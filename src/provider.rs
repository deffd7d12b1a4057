//! Collaborator contracts for the estimation core
//!
//! The core never talks to a cloud API directly. Metric queries, price
//! lookups, resource attribute lookups and emission all go through the traits
//! below; the AWS SDK implementations live in `src/aws/` and are assembled in
//! `main.rs`.

use crate::error::Result;
use crate::pricing::PriceCatalogEntry;
use crate::window::TimeWindow;
use async_trait::async_trait;
use chrono::{DateTime, Utc};
use serde::{Deserialize, Serialize};
use std::fmt;
use std::str::FromStr;

/// Resource identifier (function name, table name, DB instance identifier)
pub type ResourceId = String;

/// Kind of cloud service a resource belongs to
#[derive(Debug, Clone, Copy, PartialEq, Eq, Hash, PartialOrd, Ord, Serialize, Deserialize)]
#[serde(rename_all = "snake_case")]
pub enum ServiceKind {
    ComputeFunction,
    ManagedDatabaseInstance,
    KeyValueTable,
}

impl ServiceKind {
    pub fn as_str(&self) -> &'static str {
        match self {
            ServiceKind::ComputeFunction => "compute_function",
            ServiceKind::ManagedDatabaseInstance => "managed_database_instance",
            ServiceKind::KeyValueTable => "key_value_table",
        }
    }
}

impl fmt::Display for ServiceKind {
    fn fmt(&self, f: &mut fmt::Formatter<'_>) -> fmt::Result {
        f.write_str(self.as_str())
    }
}

impl FromStr for ServiceKind {
    type Err = String;

    fn from_str(s: &str) -> std::result::Result<Self, Self::Err> {
        match s.to_lowercase().as_str() {
            "compute_function" | "lambda" | "function" => Ok(ServiceKind::ComputeFunction),
            "managed_database_instance" | "rds" | "database" => {
                Ok(ServiceKind::ManagedDatabaseInstance)
            }
            "key_value_table" | "dynamodb" | "table" => Ok(ServiceKind::KeyValueTable),
            other => Err(format!("unknown service kind: {}", other)),
        }
    }
}

/// A priced resource. Owned by discovery; read-only to the core.
#[derive(Debug, Clone, PartialEq, Eq, Hash, Serialize, Deserialize)]
pub struct Resource {
    pub id: ResourceId,
    pub service: ServiceKind,
}

impl Resource {
    pub fn new(id: impl Into<String>, service: ServiceKind) -> Self {
        Self {
            id: id.into(),
            service,
        }
    }
}

#[derive(Debug, Clone, Copy, PartialEq, Eq, Serialize, Deserialize)]
pub enum Statistic {
    Average,
    Sum,
    Maximum,
    Minimum,
    SampleCount,
}

/// A statistics request against the metric collaborator
#[derive(Debug, Clone, PartialEq)]
pub struct MetricQuery {
    pub namespace: String,
    pub metric_name: String,
    pub dimensions: Vec<(String, String)>,
    pub window: TimeWindow,
    pub period_secs: u32,
    pub statistic: Statistic,
}

#[derive(Debug, Clone, Copy, PartialEq, Serialize, Deserialize)]
pub struct Datapoint {
    pub timestamp: DateTime<Utc>,
    pub value: f64,
}

/// Arithmetic mean of a series; an empty series is zero usage.
pub fn average(points: &[Datapoint]) -> f64 {
    if points.is_empty() {
        return 0.0;
    }
    points.iter().map(|p| p.value).sum::<f64>() / points.len() as f64
}

/// Product attribute filter for price lookups
#[derive(Debug, Clone, PartialEq, Eq, Serialize, Deserialize)]
pub struct PriceFilter {
    pub field: String,
    pub value: String,
}

impl PriceFilter {
    pub fn new(field: impl Into<String>, value: impl Into<String>) -> Self {
        Self {
            field: field.into(),
            value: value.into(),
        }
    }
}

/// One resource's cost over a whole window, as published to the metric store
#[derive(Debug, Clone, PartialEq, Serialize, Deserialize)]
pub struct CostDatum {
    pub resource: Resource,
    pub value: f64,
    pub timestamp: DateTime<Utc>,
}

/// The record handed to the emission sink
#[derive(Debug, Clone, PartialEq, Serialize, Deserialize)]
pub struct CostRecord {
    pub cost: f64,
    pub timestamp: DateTime<Utc>,
}

#[cfg_attr(test, mockall::automock)]
#[async_trait]
pub trait MetricSource: Send + Sync {
    async fn get_statistics(&self, query: &MetricQuery) -> Result<Vec<Datapoint>>;
}

#[cfg_attr(test, mockall::automock)]
#[async_trait]
pub trait MetricPublisher: Send + Sync {
    async fn put_cost_metric(&self, datum: &CostDatum) -> Result<()>;
}

#[cfg_attr(test, mockall::automock)]
#[async_trait]
pub trait PricingSource: Send + Sync {
    /// Products matching every filter; no match is an empty list.
    async fn get_products(
        &self,
        filters: &[PriceFilter],
        region: &str,
        service_code: &str,
    ) -> Result<Vec<PriceCatalogEntry>>;
}

/// Sizing facts about a managed database instance
#[derive(Debug, Clone, PartialEq, Serialize, Deserialize)]
pub struct DatabaseInstanceInfo {
    pub instance_class: String,
    pub allocated_storage_gb: f64,
}

/// Facts about a resource that are not published as metrics
#[cfg_attr(test, mockall::automock)]
#[async_trait]
pub trait ResourceAttributes: Send + Sync {
    async fn function_memory_mb(&self, function_id: &str) -> Result<f64>;

    async fn table_size_bytes(&self, table_id: &str) -> Result<f64>;

    async fn database_instance(&self, instance_id: &str) -> Result<DatabaseInstanceInfo>;
}

#[cfg_attr(test, mockall::automock)]
#[async_trait]
pub trait CostSink: Send + Sync {
    async fn emit(&self, record: &CostRecord) -> Result<()>;
}
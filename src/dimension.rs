//! Per-resource usage snapshots
//!
//! A `MetricDimension` holds the metric values one calculator needs for one
//! resource over one window. It is immutable once built; tests construct fixed
//! instances through `MetricDimension::builder`.

use crate::config::MetricsConfig;
use crate::error::{CostError, Result};
use crate::provider::{
    average, MetricQuery, MetricSource, Resource, ResourceAttributes, ServiceKind, Statistic,
};
use crate::window::TimeWindow;
use serde::{Deserialize, Serialize};
use std::collections::BTreeMap;
use std::fmt;
use tracing::info;

const BYTES_PER_GIB: f64 = 1024.0 * 1024.0 * 1024.0;

/// Calculators price usage per minute.
const SECONDS_PER_MINUTE: f64 = 60.0;

#[derive(Debug, Clone, Copy, PartialEq, Eq, Hash, PartialOrd, Ord, Serialize, Deserialize)]
#[serde(rename_all = "camelCase")]
pub enum Metric {
    RequestCount,
    AverageDurationMs,
    MemoryMb,
    ReadCapacityUnits,
    WriteCapacityUnits,
    StorageBytes,
    IoRequests,
    DataTransferOutInternetGb,
    DataTransferOutIntraRegionGb,
    DataTransferOutInterRegionGb,
}

impl Metric {
    pub fn name(&self) -> &'static str {
        match self {
            Metric::RequestCount => "requestCount",
            Metric::AverageDurationMs => "averageDurationMs",
            Metric::MemoryMb => "memoryMb",
            Metric::ReadCapacityUnits => "readCapacityUnits",
            Metric::WriteCapacityUnits => "writeCapacityUnits",
            Metric::StorageBytes => "storageBytes",
            Metric::IoRequests => "ioRequests",
            Metric::DataTransferOutInternetGb => "dataTransferOutInternetGb",
            Metric::DataTransferOutIntraRegionGb => "dataTransferOutIntraRegionGb",
            Metric::DataTransferOutInterRegionGb => "dataTransferOutInterRegionGb",
        }
    }
}

impl fmt::Display for Metric {
    fn fmt(&self, f: &mut fmt::Formatter<'_>) -> fmt::Result {
        f.write_str(self.name())
    }
}

/// Where a metric comes from in the metric store
struct MetricSpec {
    metric: Metric,
    namespace: &'static str,
    metric_name: &'static str,
    dimension: &'static str,
    statistic: Statistic,
}

fn metric_specs(service: ServiceKind) -> Vec<MetricSpec> {
    match service {
        ServiceKind::ComputeFunction => vec![
            MetricSpec {
                metric: Metric::RequestCount,
                namespace: "AWS/Lambda",
                metric_name: "Invocations",
                dimension: "FunctionName",
                statistic: Statistic::Sum,
            },
            MetricSpec {
                metric: Metric::AverageDurationMs,
                namespace: "AWS/Lambda",
                metric_name: "Duration",
                dimension: "FunctionName",
                statistic: Statistic::Average,
            },
        ],
        ServiceKind::KeyValueTable => vec![
            MetricSpec {
                metric: Metric::ReadCapacityUnits,
                namespace: "AWS/DynamoDB",
                metric_name: "ConsumedReadCapacityUnits",
                dimension: "TableName",
                statistic: Statistic::Sum,
            },
            MetricSpec {
                metric: Metric::WriteCapacityUnits,
                namespace: "AWS/DynamoDB",
                metric_name: "ConsumedWriteCapacityUnits",
                dimension: "TableName",
                statistic: Statistic::Sum,
            },
        ],
        // Read and write IOPS land on the same metric and are summed below.
        ServiceKind::ManagedDatabaseInstance => vec![
            MetricSpec {
                metric: Metric::IoRequests,
                namespace: "AWS/RDS",
                metric_name: "ReadIOPS",
                dimension: "DBInstanceIdentifier",
                statistic: Statistic::Average,
            },
            MetricSpec {
                metric: Metric::IoRequests,
                namespace: "AWS/RDS",
                metric_name: "WriteIOPS",
                dimension: "DBInstanceIdentifier",
                statistic: Statistic::Average,
            },
        ],
    }
}

/// Resolved usage metrics for one resource over a window
#[derive(Debug, Clone, PartialEq, Serialize, Deserialize)]
pub struct MetricDimension {
    resource: Resource,
    window: TimeWindow,
    values: BTreeMap<Metric, f64>,
    instance_class: Option<String>,
}

impl MetricDimension {
    pub fn builder(resource: Resource, window: TimeWindow) -> MetricDimensionBuilder {
        MetricDimensionBuilder {
            resource,
            window,
            values: BTreeMap::new(),
            instance_class: None,
        }
    }

    /// Query every metric the resource's service is priced on.
    ///
    /// Series are reduced to their mean; an empty series is zero usage.
    /// Per-period sums and per-second rates are rescaled to one minute, so
    /// the result does not depend on `period_secs`.
    pub async fn fetch(
        resource: &Resource,
        window: TimeWindow,
        metrics: &dyn MetricSource,
        attributes: &dyn ResourceAttributes,
        config: &MetricsConfig,
    ) -> Result<Self> {
        let specs = metric_specs(resource.service);
        let period_secs = config.period_secs as f64;
        let queries = specs.iter().map(|spec| {
            let query = MetricQuery {
                namespace: spec.namespace.to_string(),
                metric_name: spec.metric_name.to_string(),
                dimensions: vec![(spec.dimension.to_string(), resource.id.clone())],
                window,
                period_secs: config.period_secs,
                statistic: spec.statistic,
            };
            async move {
                let points = metrics.get_statistics(&query).await?;
                let mean = average(&points);
                let per_minute = match spec.statistic {
                    Statistic::Sum => mean * SECONDS_PER_MINUTE / period_secs,
                    _ => mean,
                };
                Ok::<_, CostError>((spec.metric, per_minute))
            }
        });
        let readings = futures::future::try_join_all(queries).await?;

        let mut builder = Self::builder(resource.clone(), window);
        for (metric, value) in readings {
            builder = builder.add(metric, value);
        }

        match resource.service {
            ServiceKind::ComputeFunction => {
                let memory = attributes.function_memory_mb(&resource.id).await?;
                builder = builder.set(Metric::MemoryMb, memory);
            }
            ServiceKind::KeyValueTable => {
                let size = attributes.table_size_bytes(&resource.id).await?;
                builder = builder.set(Metric::StorageBytes, size);
            }
            ServiceKind::ManagedDatabaseInstance => {
                let info = attributes.database_instance(&resource.id).await?;
                // IOPS averages are per second.
                let iops = builder.value(Metric::IoRequests);
                builder = builder
                    .set(Metric::IoRequests, iops * SECONDS_PER_MINUTE)
                    .set(Metric::StorageBytes, info.allocated_storage_gb * BYTES_PER_GIB)
                    .instance_class(info.instance_class);
            }
        }

        let dimension = builder.build()?;
        info!(
            "Metrics for {} {}: {}",
            resource.service,
            resource.id,
            dimension.summary()
        );
        Ok(dimension)
    }

    pub fn resource(&self) -> &Resource {
        &self.resource
    }

    pub fn window(&self) -> &TimeWindow {
        &self.window
    }

    /// Value of a metric; absent metrics are zero usage.
    pub fn get(&self, metric: Metric) -> f64 {
        self.values.get(&metric).copied().unwrap_or(0.0)
    }

    pub fn request_count(&self) -> f64 {
        self.get(Metric::RequestCount)
    }

    pub fn average_duration_ms(&self) -> f64 {
        self.get(Metric::AverageDurationMs)
    }

    pub fn memory_mb(&self) -> f64 {
        self.get(Metric::MemoryMb)
    }

    pub fn read_capacity_units(&self) -> f64 {
        self.get(Metric::ReadCapacityUnits)
    }

    pub fn write_capacity_units(&self) -> f64 {
        self.get(Metric::WriteCapacityUnits)
    }

    pub fn storage_bytes(&self) -> f64 {
        self.get(Metric::StorageBytes)
    }

    pub fn io_requests(&self) -> f64 {
        self.get(Metric::IoRequests)
    }

    pub fn instance_class(&self) -> Option<&str> {
        self.instance_class.as_deref()
    }

    /// Start a builder pre-filled with this dimension's values.
    pub fn to_builder(&self) -> MetricDimensionBuilder {
        MetricDimensionBuilder {
            resource: self.resource.clone(),
            window: self.window,
            values: self.values.clone(),
            instance_class: self.instance_class.clone(),
        }
    }

    fn summary(&self) -> String {
        let mut parts: Vec<String> = self
            .values
            .iter()
            .map(|(metric, value)| format!("{}={}", metric, value))
            .collect();
        if let Some(class) = &self.instance_class {
            parts.push(format!("instanceClass={}", class));
        }
        parts.join(", ")
    }
}

#[derive(Debug, Clone)]
pub struct MetricDimensionBuilder {
    resource: Resource,
    window: TimeWindow,
    values: BTreeMap<Metric, f64>,
    instance_class: Option<String>,
}

impl MetricDimensionBuilder {
    pub fn set(mut self, metric: Metric, value: f64) -> Self {
        self.values.insert(metric, value);
        self
    }

    fn add(mut self, metric: Metric, value: f64) -> Self {
        *self.values.entry(metric).or_insert(0.0) += value;
        self
    }

    fn value(&self, metric: Metric) -> f64 {
        self.values.get(&metric).copied().unwrap_or(0.0)
    }

    pub fn instance_class(mut self, class: impl Into<String>) -> Self {
        self.instance_class = Some(class.into());
        self
    }

    pub fn build(self) -> Result<MetricDimension> {
        if let Some((metric, value)) = self
            .values
            .iter()
            .find(|(_, v)| !v.is_finite() || **v < 0.0)
        {
            return Err(CostError::InvalidMetric {
                metric: metric.to_string(),
                value: *value,
            });
        }
        Ok(MetricDimension {
            resource: self.resource,
            window: self.window,
            values: self.values,
            instance_class: self.instance_class,
        })
    }
}
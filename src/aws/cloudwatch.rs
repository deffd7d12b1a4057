//! CloudWatch metric source and cost metric publisher

use crate::config::MetricsConfig;
use crate::error::{CostError, Result};
use crate::provider::{CostDatum, Datapoint, MetricPublisher, MetricQuery, MetricSource, Statistic};
use crate::retry::{ExponentialBackoffPolicy, RetryPolicy};
use async_trait::async_trait;
use aws_sdk_cloudwatch::primitives::DateTime as AwsDateTime;
use aws_sdk_cloudwatch::types::{Dimension, MetricDatum, StandardUnit};
use aws_sdk_cloudwatch::Client as CloudWatchClient;
use chrono::{DateTime, Utc};

pub struct CloudWatchMetrics {
    client: CloudWatchClient,
    config: MetricsConfig,
}

impl CloudWatchMetrics {
    pub fn new(client: CloudWatchClient, config: MetricsConfig) -> Self {
        Self { client, config }
    }
}

fn to_aws_time(at: DateTime<Utc>) -> AwsDateTime {
    AwsDateTime::from_secs(at.timestamp())
}

fn from_aws_time(at: &AwsDateTime) -> Option<DateTime<Utc>> {
    DateTime::from_timestamp(at.secs(), at.subsec_nanos())
}

fn to_aws_statistic(statistic: Statistic) -> aws_sdk_cloudwatch::types::Statistic {
    use aws_sdk_cloudwatch::types::Statistic as Aws;
    match statistic {
        Statistic::Average => Aws::Average,
        Statistic::Sum => Aws::Sum,
        Statistic::Maximum => Aws::Maximum,
        Statistic::Minimum => Aws::Minimum,
        Statistic::SampleCount => Aws::SampleCount,
    }
}

fn statistic_value(point: &aws_sdk_cloudwatch::types::Datapoint, statistic: Statistic) -> Option<f64> {
    match statistic {
        Statistic::Average => point.average(),
        Statistic::Sum => point.sum(),
        Statistic::Maximum => point.maximum(),
        Statistic::Minimum => point.minimum(),
        Statistic::SampleCount => point.sample_count(),
    }
}

fn resource_of(query: &MetricQuery) -> String {
    query
        .dimensions
        .last()
        .map(|(_, value)| value.clone())
        .unwrap_or_default()
}

#[async_trait]
impl MetricSource for CloudWatchMetrics {
    async fn get_statistics(&self, query: &MetricQuery) -> Result<Vec<Datapoint>> {
        let dimensions: Vec<Dimension> = query
            .dimensions
            .iter()
            .map(|(name, value)| Dimension::builder().name(name).value(value).build())
            .collect();

        let response = ExponentialBackoffPolicy::for_cloud_api()
            .execute_with_retry(|| async {
                self.client
                    .get_metric_statistics()
                    .namespace(&query.namespace)
                    .metric_name(&query.metric_name)
                    .set_dimensions(Some(dimensions.clone()))
                    .start_time(to_aws_time(query.window.start()))
                    .end_time(to_aws_time(query.window.end()))
                    .period(query.period_secs as i32)
                    .statistics(to_aws_statistic(query.statistic))
                    .send()
                    .await
                    .map_err(|e| {
                        CostError::metric_unavailable(
                            query.metric_name.clone(),
                            resource_of(query),
                            format!("GetMetricStatistics failed: {}", e),
                        )
                    })
            })
            .await?;

        let points = response
            .datapoints()
            .iter()
            .filter_map(|point| {
                let timestamp = point.timestamp().and_then(from_aws_time)?;
                let value = statistic_value(point, query.statistic)?;
                Some(Datapoint { timestamp, value })
            })
            .collect();
        Ok(points)
    }
}

#[async_trait]
impl MetricPublisher for CloudWatchMetrics {
    async fn put_cost_metric(&self, datum: &CostDatum) -> Result<()> {
        let metric = MetricDatum::builder()
            .metric_name(&self.config.cost_metric_name)
            .timestamp(to_aws_time(datum.timestamp))
            .value(datum.value)
            .unit(StandardUnit::Count)
            .dimensions(
                Dimension::builder()
                    .name(&self.config.service_dimension)
                    .value(datum.resource.service.as_str())
                    .build(),
            )
            .dimensions(
                Dimension::builder()
                    .name(&self.config.resource_dimension)
                    .value(&datum.resource.id)
                    .build(),
            )
            .build();

        ExponentialBackoffPolicy::for_cloud_api()
            .execute_with_retry(|| async {
                self.client
                    .put_metric_data()
                    .namespace(&self.config.namespace)
                    .metric_data(metric.clone())
                    .send()
                    .await
                    .map(|_| ())
                    .map_err(|e| {
                        CostError::metric_unavailable(
                            self.config.cost_metric_name.clone(),
                            datum.resource.id.clone(),
                            format!("PutMetricData failed: {}", e),
                        )
                    })
            })
            .await
    }
}
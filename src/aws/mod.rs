//! AWS implementations of the collaborator traits
//!
//! ## Module Organization
//!
//! - `cloudwatch`: metric statistics and cost metric publishing
//! - `pricing`: Price List API lookups
//! - `attributes`: Lambda, DynamoDB and RDS sizing lookups
//! - `kinesis`: cost record emission
//!
//! Every SDK call goes through `ExponentialBackoffPolicy::for_cloud_api()`.
//! Clients are built once per process in `AwsCollaborators::load` and handed
//! to the core as trait objects.

mod attributes;
mod cloudwatch;
mod kinesis;
mod pricing;

pub use attributes::AwsResourceAttributes;
pub use cloudwatch::CloudWatchMetrics;
pub use kinesis::KinesisSink;
pub use pricing::{request_filters, AwsPricing};

use crate::config::Config;
use crate::error::Result;
use aws_config::{BehaviorVersion, Region};
use std::sync::Arc;
use tracing::debug;

/// The process-wide SDK-backed collaborators
pub struct AwsCollaborators {
    pub metrics: Arc<CloudWatchMetrics>,
    pub pricing: Arc<AwsPricing>,
    pub attributes: Arc<AwsResourceAttributes>,
    kinesis: aws_sdk_kinesis::Client,
}

impl AwsCollaborators {
    pub async fn load(config: &Config) -> Self {
        let sdk_config = aws_config::defaults(BehaviorVersion::latest())
            .region(Region::new(config.aws.region.clone()))
            .load()
            .await;
        // The Price List API is only served from a few regions.
        let pricing_config = aws_config::defaults(BehaviorVersion::latest())
            .region(Region::new(config.aws.pricing_region.clone()))
            .load()
            .await;
        debug!(
            "AWS clients for {} (pricing via {})",
            config.aws.region, config.aws.pricing_region
        );

        Self {
            metrics: Arc::new(CloudWatchMetrics::new(
                aws_sdk_cloudwatch::Client::new(&sdk_config),
                config.metrics.clone(),
            )),
            pricing: Arc::new(AwsPricing::new(aws_sdk_pricing::Client::new(&pricing_config))),
            attributes: Arc::new(AwsResourceAttributes::new(
                aws_sdk_lambda::Client::new(&sdk_config),
                aws_sdk_dynamodb::Client::new(&sdk_config),
                aws_sdk_rds::Client::new(&sdk_config),
            )),
            kinesis: aws_sdk_kinesis::Client::new(&sdk_config),
        }
    }

    /// A sink writing to the configured stream.
    pub fn kinesis_sink(&self, config: &Config) -> Result<KinesisSink> {
        Ok(KinesisSink::new(
            self.kinesis.clone(),
            config.stream_name()?,
            config.stream.partition_key.clone(),
        ))
    }
}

Task to carry out
From the data above, gather every line that includes the word "response".

Your solution
        let response = ExponentialBackoffPolicy::for_cloud_api()
        let points = response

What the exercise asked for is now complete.